═════ Task inputs

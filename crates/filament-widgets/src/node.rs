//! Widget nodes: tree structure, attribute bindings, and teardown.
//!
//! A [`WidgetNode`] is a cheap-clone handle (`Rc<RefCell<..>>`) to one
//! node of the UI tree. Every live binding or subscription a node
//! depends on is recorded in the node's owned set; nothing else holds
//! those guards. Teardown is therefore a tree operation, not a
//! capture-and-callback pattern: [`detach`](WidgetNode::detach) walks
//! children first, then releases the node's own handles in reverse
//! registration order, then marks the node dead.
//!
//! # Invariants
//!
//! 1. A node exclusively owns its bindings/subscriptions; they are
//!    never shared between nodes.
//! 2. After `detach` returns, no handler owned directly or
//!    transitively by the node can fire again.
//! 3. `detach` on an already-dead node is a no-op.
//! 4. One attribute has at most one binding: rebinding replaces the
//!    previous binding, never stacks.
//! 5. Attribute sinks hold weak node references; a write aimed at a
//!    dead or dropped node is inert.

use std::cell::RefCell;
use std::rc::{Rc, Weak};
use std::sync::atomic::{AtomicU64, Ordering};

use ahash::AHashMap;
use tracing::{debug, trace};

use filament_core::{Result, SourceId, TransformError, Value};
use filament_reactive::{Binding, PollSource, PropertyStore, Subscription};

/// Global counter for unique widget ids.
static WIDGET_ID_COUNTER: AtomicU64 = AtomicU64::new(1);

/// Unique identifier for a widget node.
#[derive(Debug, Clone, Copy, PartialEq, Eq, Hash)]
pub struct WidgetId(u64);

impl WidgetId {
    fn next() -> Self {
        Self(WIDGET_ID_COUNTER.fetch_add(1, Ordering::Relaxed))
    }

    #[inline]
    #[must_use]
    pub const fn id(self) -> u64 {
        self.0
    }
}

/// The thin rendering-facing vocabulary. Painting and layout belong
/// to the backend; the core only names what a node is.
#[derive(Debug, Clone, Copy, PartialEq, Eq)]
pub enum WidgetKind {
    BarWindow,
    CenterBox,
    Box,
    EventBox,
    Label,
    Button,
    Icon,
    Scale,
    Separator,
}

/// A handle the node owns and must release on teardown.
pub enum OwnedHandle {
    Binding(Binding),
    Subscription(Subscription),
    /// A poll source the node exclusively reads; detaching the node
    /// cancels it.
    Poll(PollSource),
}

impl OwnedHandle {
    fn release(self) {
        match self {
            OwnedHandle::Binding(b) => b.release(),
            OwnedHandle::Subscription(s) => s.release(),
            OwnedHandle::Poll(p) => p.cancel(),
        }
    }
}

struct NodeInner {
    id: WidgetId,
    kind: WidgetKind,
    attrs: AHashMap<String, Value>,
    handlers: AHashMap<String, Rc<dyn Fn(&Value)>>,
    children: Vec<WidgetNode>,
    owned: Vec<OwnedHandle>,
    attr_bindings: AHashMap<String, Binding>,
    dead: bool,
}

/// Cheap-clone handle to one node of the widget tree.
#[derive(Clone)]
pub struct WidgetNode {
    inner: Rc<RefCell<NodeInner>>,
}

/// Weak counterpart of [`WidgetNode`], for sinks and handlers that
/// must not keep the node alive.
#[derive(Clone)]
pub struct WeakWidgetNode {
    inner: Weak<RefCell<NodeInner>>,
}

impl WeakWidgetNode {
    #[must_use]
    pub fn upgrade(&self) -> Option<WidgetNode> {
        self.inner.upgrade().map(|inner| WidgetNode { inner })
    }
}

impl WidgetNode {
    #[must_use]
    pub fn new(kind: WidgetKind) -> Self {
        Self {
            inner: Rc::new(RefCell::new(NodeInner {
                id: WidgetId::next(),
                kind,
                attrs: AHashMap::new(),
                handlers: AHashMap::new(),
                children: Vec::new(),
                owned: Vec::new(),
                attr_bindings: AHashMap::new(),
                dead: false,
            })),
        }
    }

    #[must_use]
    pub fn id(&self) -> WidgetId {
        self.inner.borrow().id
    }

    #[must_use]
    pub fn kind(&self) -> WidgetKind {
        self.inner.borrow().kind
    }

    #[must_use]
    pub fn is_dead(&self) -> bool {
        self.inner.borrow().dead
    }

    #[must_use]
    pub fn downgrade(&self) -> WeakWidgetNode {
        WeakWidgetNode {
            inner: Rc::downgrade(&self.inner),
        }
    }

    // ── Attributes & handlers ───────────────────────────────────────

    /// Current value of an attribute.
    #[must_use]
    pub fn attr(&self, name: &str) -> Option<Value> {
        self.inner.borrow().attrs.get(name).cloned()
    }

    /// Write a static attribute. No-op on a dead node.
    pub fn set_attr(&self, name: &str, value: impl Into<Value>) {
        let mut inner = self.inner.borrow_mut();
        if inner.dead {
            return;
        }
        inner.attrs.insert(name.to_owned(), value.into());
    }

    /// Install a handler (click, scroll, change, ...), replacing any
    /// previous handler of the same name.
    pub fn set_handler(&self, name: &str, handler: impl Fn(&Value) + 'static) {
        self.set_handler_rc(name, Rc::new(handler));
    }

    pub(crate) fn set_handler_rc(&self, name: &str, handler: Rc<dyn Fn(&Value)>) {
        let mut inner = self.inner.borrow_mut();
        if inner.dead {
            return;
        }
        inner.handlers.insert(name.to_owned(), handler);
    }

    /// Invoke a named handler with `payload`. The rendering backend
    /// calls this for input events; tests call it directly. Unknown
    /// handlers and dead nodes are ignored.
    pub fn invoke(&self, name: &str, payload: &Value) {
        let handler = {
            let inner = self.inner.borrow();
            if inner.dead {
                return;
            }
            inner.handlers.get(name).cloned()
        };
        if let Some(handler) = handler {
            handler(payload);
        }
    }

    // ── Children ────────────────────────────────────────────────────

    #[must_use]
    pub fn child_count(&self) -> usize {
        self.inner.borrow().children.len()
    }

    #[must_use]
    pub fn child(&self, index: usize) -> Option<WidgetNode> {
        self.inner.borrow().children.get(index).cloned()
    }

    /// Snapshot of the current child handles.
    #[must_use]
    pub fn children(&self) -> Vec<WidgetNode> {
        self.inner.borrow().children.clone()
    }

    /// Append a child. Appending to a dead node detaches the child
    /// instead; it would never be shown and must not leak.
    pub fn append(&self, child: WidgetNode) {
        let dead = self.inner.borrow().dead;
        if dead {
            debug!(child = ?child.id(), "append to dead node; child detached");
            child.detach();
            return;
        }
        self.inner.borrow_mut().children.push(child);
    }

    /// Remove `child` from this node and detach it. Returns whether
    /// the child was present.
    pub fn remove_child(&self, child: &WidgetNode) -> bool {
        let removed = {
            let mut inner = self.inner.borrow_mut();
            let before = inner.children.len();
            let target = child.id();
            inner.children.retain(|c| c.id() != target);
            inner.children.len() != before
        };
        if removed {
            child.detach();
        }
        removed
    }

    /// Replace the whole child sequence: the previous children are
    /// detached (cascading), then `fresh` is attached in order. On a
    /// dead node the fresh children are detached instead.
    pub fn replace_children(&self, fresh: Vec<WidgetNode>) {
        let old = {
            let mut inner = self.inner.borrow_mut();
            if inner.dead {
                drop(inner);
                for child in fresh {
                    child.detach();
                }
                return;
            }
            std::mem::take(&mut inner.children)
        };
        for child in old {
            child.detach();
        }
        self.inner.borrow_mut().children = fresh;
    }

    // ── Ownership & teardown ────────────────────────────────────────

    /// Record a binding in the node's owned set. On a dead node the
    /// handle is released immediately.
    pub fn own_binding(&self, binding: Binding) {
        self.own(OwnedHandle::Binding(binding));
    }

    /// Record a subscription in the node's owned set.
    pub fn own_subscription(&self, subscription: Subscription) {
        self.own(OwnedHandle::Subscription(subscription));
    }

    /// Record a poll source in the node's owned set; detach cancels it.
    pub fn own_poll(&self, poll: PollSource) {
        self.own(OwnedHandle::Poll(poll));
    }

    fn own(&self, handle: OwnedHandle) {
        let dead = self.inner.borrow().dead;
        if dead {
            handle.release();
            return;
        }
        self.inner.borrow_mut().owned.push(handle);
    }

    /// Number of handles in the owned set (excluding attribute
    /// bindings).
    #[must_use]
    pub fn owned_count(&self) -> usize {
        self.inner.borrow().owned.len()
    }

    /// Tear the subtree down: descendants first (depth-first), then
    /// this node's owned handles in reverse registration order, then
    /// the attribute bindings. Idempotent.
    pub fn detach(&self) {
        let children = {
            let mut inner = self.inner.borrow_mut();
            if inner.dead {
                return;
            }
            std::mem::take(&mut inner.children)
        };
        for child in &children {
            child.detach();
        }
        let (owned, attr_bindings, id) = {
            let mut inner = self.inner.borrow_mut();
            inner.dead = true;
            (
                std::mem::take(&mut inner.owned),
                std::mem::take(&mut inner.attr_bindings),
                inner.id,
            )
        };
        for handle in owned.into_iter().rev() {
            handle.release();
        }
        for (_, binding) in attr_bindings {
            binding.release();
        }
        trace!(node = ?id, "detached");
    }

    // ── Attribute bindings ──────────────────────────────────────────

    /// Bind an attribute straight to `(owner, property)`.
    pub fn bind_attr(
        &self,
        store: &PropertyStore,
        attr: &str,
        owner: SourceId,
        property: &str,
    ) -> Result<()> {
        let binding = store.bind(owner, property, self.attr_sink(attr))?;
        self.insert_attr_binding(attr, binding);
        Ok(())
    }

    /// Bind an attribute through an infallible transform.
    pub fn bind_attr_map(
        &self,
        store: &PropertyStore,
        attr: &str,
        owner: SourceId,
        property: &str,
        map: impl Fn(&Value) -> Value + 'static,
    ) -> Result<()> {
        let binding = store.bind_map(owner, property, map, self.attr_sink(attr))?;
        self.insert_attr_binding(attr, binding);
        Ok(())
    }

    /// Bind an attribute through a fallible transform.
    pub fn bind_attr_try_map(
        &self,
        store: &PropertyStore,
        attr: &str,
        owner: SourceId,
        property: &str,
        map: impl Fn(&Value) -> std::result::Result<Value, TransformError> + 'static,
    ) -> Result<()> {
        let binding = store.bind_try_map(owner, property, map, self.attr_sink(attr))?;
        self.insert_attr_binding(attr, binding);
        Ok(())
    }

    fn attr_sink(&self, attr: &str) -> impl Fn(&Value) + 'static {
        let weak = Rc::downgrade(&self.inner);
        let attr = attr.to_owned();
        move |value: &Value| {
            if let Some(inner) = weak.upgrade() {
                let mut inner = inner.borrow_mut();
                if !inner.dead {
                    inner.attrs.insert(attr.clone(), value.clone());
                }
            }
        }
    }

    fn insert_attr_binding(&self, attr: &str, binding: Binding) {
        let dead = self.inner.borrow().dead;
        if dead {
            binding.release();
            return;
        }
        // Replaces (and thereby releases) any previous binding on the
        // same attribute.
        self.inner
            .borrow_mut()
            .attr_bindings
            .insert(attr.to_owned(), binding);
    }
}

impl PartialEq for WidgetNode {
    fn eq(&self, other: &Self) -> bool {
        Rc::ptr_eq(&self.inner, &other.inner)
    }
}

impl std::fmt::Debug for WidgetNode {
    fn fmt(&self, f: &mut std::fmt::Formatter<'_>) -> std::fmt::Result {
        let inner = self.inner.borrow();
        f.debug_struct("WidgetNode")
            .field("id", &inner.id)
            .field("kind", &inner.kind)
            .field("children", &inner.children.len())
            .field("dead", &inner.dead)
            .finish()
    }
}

══════════

== Task ==
Set down exactly the lines of the data above, beginning with the line that has "attribute bindings. Idempotent." and ending with the line that has "for (_, binding)", and no others.

== Result of the exercise ==
    /// the attribute bindings. Idempotent.
    pub fn detach(&self) {
        let children = {
            let mut inner = self.inner.borrow_mut();
            if inner.dead {
                return;
            }
            std::mem::take(&mut inner.children)
        };
        for child in &children {
            child.detach();
        }
        let (owned, attr_bindings, id) = {
            let mut inner = self.inner.borrow_mut();
            inner.dead = true;
            (
                std::mem::take(&mut inner.owned),
                std::mem::take(&mut inner.attr_bindings),
                inner.id,
            )
        };
        for handle in owned.into_iter().rev() {
            handle.release();
        }
        for (_, binding) in attr_bindings {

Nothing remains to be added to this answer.